DATA FOR THIS TASK START

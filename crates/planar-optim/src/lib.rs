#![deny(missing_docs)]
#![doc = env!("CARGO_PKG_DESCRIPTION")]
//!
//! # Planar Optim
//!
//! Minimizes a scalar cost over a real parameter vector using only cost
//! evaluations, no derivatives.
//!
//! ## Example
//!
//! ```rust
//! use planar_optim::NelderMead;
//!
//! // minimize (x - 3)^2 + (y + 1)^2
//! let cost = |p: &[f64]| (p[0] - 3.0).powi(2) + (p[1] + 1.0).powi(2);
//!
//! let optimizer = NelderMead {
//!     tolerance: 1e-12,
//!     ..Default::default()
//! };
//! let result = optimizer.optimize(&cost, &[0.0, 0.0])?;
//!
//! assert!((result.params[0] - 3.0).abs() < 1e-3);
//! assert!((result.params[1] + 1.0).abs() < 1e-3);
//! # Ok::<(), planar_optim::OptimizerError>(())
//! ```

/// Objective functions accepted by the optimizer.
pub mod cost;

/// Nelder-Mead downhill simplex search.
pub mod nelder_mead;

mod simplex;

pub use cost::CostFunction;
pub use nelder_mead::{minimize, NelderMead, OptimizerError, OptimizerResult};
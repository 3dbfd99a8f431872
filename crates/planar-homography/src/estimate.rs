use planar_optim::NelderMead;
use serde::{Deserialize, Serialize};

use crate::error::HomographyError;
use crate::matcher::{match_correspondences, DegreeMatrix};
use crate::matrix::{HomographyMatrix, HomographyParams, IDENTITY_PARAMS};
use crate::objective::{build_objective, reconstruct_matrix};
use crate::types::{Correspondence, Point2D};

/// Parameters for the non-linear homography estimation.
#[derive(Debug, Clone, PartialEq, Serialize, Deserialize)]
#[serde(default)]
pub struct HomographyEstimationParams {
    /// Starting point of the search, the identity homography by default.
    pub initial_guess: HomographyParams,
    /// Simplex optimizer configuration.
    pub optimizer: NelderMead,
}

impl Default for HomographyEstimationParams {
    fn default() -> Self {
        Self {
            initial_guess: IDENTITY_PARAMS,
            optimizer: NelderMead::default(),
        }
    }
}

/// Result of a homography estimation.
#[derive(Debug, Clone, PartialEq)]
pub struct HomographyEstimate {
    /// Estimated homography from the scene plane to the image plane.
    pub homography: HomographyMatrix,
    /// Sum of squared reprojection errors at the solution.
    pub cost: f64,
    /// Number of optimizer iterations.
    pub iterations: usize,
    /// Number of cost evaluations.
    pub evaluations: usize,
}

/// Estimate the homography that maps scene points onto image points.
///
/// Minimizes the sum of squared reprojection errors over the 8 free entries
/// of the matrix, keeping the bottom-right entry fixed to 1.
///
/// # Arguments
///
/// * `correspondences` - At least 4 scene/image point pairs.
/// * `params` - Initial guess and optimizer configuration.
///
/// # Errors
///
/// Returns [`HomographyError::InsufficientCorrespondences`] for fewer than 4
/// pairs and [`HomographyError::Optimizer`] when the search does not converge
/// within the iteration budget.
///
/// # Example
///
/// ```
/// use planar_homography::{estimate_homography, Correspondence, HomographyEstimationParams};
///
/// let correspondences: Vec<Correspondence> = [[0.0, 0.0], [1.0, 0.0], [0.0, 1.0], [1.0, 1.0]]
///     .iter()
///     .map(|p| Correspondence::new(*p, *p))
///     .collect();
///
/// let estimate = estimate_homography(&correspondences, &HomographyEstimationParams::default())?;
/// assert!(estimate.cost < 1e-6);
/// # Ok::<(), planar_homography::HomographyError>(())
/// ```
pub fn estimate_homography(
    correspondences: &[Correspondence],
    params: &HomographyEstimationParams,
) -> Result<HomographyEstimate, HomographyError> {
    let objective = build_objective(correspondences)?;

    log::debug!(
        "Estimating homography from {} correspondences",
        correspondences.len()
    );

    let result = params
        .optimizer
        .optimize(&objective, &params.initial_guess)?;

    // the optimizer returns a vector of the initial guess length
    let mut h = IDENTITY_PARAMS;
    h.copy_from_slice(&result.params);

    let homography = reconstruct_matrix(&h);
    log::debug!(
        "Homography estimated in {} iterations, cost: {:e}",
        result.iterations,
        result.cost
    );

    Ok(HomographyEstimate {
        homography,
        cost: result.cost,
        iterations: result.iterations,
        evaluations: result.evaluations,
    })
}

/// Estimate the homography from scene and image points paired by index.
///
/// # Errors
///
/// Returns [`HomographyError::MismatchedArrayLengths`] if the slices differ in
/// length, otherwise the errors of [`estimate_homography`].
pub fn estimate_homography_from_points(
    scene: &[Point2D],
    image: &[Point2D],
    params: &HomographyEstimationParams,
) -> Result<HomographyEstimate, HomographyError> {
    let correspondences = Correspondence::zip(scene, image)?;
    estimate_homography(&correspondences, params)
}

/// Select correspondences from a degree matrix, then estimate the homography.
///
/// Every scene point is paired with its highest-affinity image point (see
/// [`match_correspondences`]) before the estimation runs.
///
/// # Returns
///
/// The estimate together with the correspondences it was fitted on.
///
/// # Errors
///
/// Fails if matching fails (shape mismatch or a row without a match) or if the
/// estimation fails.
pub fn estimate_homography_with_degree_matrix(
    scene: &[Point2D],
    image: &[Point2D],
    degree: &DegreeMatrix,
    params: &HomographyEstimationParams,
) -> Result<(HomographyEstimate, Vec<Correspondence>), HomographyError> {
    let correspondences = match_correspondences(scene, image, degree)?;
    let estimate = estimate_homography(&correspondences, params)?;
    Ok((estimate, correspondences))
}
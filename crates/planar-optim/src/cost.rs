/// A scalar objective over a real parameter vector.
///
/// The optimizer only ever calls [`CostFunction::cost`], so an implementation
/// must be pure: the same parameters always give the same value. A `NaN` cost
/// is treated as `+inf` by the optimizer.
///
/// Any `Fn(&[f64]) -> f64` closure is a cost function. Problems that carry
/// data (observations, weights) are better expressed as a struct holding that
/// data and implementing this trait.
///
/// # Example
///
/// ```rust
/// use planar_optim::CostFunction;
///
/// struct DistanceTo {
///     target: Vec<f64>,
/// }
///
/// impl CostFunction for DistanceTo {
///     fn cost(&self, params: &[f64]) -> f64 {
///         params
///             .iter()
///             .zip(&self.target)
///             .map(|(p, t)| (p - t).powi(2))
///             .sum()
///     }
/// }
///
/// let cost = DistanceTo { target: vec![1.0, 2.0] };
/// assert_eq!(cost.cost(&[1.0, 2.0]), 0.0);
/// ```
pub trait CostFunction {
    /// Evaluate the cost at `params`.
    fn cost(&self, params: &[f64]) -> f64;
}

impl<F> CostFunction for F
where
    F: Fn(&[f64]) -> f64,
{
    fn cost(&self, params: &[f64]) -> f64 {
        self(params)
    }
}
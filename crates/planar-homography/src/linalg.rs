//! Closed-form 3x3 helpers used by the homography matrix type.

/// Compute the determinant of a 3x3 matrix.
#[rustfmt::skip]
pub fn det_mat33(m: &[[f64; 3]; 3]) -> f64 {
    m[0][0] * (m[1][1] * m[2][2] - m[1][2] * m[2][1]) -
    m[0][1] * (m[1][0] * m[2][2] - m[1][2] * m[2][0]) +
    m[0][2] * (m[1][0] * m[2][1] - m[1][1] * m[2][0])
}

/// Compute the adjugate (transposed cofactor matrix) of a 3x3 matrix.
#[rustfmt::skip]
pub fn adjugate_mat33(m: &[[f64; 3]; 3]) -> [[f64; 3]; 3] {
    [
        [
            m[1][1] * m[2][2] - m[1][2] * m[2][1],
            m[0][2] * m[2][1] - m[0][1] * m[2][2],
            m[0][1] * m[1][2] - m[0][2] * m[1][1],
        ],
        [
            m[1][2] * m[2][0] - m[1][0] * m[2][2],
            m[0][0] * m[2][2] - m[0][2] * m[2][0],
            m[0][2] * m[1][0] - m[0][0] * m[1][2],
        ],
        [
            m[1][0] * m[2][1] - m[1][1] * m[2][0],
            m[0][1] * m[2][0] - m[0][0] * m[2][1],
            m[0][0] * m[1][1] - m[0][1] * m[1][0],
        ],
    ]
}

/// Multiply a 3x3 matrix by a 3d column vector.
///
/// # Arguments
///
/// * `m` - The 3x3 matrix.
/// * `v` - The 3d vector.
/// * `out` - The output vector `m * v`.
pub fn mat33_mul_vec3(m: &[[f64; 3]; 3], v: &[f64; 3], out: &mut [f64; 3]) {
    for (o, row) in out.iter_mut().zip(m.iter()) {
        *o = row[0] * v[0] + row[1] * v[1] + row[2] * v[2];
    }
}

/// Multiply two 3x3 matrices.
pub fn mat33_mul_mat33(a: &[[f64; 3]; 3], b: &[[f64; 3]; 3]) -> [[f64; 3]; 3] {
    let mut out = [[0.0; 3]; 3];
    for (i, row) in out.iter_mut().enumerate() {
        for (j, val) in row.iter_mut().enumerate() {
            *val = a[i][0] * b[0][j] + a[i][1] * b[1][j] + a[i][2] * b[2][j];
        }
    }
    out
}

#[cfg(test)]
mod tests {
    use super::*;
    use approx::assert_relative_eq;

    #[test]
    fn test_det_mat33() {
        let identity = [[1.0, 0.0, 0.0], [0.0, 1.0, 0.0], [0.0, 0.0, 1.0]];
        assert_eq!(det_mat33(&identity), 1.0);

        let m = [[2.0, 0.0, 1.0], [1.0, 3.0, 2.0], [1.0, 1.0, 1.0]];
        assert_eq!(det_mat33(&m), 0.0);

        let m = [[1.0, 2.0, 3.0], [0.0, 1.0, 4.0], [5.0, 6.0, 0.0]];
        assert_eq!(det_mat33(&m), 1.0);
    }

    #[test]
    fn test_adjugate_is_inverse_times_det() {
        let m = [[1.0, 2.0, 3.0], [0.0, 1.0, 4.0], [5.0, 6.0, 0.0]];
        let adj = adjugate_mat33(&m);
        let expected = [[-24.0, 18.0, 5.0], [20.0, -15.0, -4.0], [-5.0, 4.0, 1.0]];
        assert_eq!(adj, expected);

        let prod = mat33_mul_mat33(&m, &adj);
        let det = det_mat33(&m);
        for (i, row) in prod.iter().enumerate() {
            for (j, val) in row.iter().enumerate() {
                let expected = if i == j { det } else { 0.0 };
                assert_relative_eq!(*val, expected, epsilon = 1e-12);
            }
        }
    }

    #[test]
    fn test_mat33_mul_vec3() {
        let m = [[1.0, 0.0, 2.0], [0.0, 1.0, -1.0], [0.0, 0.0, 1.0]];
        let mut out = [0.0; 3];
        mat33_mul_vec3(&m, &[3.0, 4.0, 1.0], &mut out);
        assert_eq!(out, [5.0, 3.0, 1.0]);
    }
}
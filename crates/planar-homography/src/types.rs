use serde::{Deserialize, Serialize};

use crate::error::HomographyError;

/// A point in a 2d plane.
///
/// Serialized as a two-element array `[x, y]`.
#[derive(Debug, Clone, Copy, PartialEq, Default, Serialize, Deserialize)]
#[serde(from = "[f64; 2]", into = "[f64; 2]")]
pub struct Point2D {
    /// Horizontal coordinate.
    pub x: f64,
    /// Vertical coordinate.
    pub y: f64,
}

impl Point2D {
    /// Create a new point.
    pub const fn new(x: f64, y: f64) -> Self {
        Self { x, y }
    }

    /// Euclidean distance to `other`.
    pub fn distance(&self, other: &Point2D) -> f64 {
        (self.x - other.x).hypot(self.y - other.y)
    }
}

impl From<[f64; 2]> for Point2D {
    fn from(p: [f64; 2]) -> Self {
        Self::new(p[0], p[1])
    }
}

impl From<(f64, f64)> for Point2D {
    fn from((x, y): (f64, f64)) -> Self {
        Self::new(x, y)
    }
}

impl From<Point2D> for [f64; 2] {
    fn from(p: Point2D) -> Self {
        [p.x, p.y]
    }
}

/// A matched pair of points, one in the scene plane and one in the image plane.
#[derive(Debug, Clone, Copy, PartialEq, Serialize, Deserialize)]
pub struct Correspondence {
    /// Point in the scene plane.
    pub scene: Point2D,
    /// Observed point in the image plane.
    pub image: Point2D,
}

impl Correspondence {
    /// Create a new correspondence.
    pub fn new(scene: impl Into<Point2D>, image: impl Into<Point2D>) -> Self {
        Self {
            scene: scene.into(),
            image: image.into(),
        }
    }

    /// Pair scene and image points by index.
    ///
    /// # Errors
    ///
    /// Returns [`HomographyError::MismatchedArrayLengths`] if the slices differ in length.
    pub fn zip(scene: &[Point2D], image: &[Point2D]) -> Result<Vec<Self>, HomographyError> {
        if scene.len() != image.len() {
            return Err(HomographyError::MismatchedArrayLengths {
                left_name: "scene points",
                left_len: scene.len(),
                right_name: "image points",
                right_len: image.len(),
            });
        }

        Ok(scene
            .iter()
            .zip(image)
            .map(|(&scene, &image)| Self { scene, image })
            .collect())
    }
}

DATA FOR THIS TASK END

*DESCRIPTION OF THE TASK*. If a line in the entries above contains the word "derive", copy it.

*ANSWER*.
#[derive(Debug, Clone, PartialEq, Serialize, Deserialize)]
#[derive(Debug, Clone, PartialEq)]
#[derive(Debug, Clone, Copy, PartialEq, Default, Serialize, Deserialize)]
#[derive(Debug, Clone, Copy, PartialEq, Serialize, Deserialize)]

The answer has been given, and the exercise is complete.